[Task item]: From the records below, copy each line in which the string "ChargeStatus" occurs.

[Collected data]
• • •

//! # Domain Types
//!
//! Core domain types used throughout shopkit.
//!
//! ## Type Overview
//! ```text
//! ┌─────────────────────────────────────────────────────────────────────────┐
//! │                         Domain Types                                    │
//! │                                                                         │
//! │  ┌─────────────────┐   ┌─────────────────┐   ┌─────────────────┐       │
//! │  │  DiscountRate   │   │  ShippingQuote  │   │     Order       │       │
//! │  │  ─────────────  │   │  ─────────────  │   │  ─────────────  │       │
//! │  │  bps (u32)      │   │  cost (Money)   │   │  total_amount   │       │
//! │  │  1000 = 10%     │   │  estimated_days │   └─────────────────┘       │
//! │  └─────────────────┘   └─────────────────┘                              │
//! │                                                                         │
//! │  ┌─────────────────┐   ┌─────────────────┐   ┌─────────────────┐       │
//! │  │  ChargeResult   │   │  OrderOutcome   │   │  OpeningHours   │       │
//! │  │  ─────────────  │   │  ─────────────  │   │  Holiday        │       │
//! │  │  Success        │   │  success        │   │  ─────────────  │       │
//! │  │  Failed         │   │  error          │   │  calendar rules │       │
//! │  └─────────────────┘   └─────────────────┘   └─────────────────┘       │
//! └─────────────────────────────────────────────────────────────────────────┘
//! ```

use serde::{Deserialize, Serialize};
use ts_rs::TS;

use crate::money::Money;

// =============================================================================
// Discount Rate
// =============================================================================

/// Discount rate represented in basis points (bps).
///
/// ## Why Basis Points?
/// 1 basis point = 0.01% = 1/10000, so 1000 bps = 10% exactly,
/// with no float drift when applied to integer cents.
#[derive(Debug, Clone, Copy, PartialEq, Eq, PartialOrd, Ord, Hash, Serialize, Deserialize, TS)]
#[ts(export)]
pub struct DiscountRate(u32);

impl DiscountRate {
    /// Creates a discount rate from basis points.
    #[inline]
    pub const fn from_bps(bps: u32) -> Self {
        DiscountRate(bps)
    }

    /// Returns the rate in basis points.
    #[inline]
    pub const fn bps(&self) -> u32 {
        self.0
    }

    /// Returns the rate as a fraction in [0, 1].
    #[inline]
    pub fn fraction(&self) -> f64 {
        self.0 as f64 / 10000.0
    }

    /// Zero discount.
    #[inline]
    pub const fn zero() -> Self {
        DiscountRate(0)
    }
}

impl Default for DiscountRate {
    fn default() -> Self {
        DiscountRate::zero()
    }
}

// =============================================================================
// Shipping
// =============================================================================

/// A shipping quote for one destination.
#[derive(Debug, Clone, Copy, PartialEq, Eq, Serialize, Deserialize)]
#[serde(rename_all = "camelCase")]
pub struct ShippingQuote {
    /// Shipping cost.
    pub cost: Money,
    /// Estimated delivery time in days.
    pub estimated_days: u32,
}

// =============================================================================
// Orders & Payments
// =============================================================================

/// An order awaiting payment.
#[derive(Debug, Clone, Copy, PartialEq, Eq, Serialize, Deserialize)]
#[serde(rename_all = "camelCase")]
pub struct Order {
    pub total_amount: Money,
}

/// Card details passed through to the payment gateway.
#[derive(Debug, Clone, PartialEq, Eq, Serialize, Deserialize)]
#[serde(rename_all = "camelCase")]
pub struct CreditCard {
    pub credit_card_number: String,
}

impl CreditCard {
    /// Last four digits, for logs.
    pub fn masked(&self) -> String {
        let digits: Vec<char> = self.credit_card_number.chars().collect();
        let tail: String = digits[digits.len().saturating_sub(4)..].iter().collect();
        format!("****{}", tail)
    }
}

/// Outcome reported by the payment gateway.
#[derive(Debug, Clone, Copy, PartialEq, Eq, Serialize, Deserialize)]
#[serde(rename_all = "snake_case")]
pub enum ChargeStatus {
    Success,
    Failed,
}

/// A gateway's answer to a charge request.
#[derive(Debug, Clone, Copy, PartialEq, Eq, Serialize, Deserialize)]
pub struct ChargeResult {
    pub status: ChargeStatus,
}

impl ChargeResult {
    pub const fn success() -> Self {
        ChargeResult {
            status: ChargeStatus::Success,
        }
    }

    pub const fn failed() -> Self {
        ChargeResult {
            status: ChargeStatus::Failed,
        }
    }
}

/// Error code returned to callers when the charge is declined.
pub const PAYMENT_ERROR: &str = "payment_error";

/// The result of submitting an order.
#[derive(Debug, Clone, PartialEq, Eq, Serialize, Deserialize)]
pub struct OrderOutcome {
    pub success: bool,
    #[serde(default, skip_serializing_if = "Option::is_none")]
    pub error: Option<String>,
}

impl OrderOutcome {
    pub fn succeeded() -> Self {
        OrderOutcome {
            success: true,
            error: None,
        }
    }

    pub fn payment_error() -> Self {
        OrderOutcome {
            success: false,
            error: Some(PAYMENT_ERROR.to_string()),
        }
    }
}

// =============================================================================
// Calendar Configuration Types
// =============================================================================

/// Daily opening hours as a half-open range `[open, close)` of hours.
#[derive(Debug, Clone, Copy, PartialEq, Eq, Serialize, Deserialize)]
pub struct OpeningHours {
    /// First hour the store is open (0-23).
    pub open: u32,
    /// First hour the store is closed again (1-24).
    pub close: u32,
}

impl Default for OpeningHours {
    fn default() -> Self {
        OpeningHours { open: 8, close: 20 }
    }
}

/// A yearly holiday with its storewide discount.
#[derive(Debug, Clone, Copy, PartialEq, Eq, Serialize, Deserialize)]
pub struct Holiday {
    /// Month of the year (1-12).
    pub month: u32,
    /// Day of the month (1-31).
    pub day: u32,
    /// Discount applied on that day.
    #[serde(rename = "discount_bps")]
    pub discount: DiscountRate,
}

impl Default for Holiday {
    /// Christmas Day, 20% off.
    fn default() -> Self {
        Holiday {
            month: 12,
            day: 25,
            discount: DiscountRate::from_bps(2000),
        }
    }
}

// =============================================================================
// Unit Tests
// =============================================================================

• • •

[Exercise solution]:
pub enum ChargeStatus {
    pub status: ChargeStatus,
            status: ChargeStatus::Success,
            status: ChargeStatus::Failed,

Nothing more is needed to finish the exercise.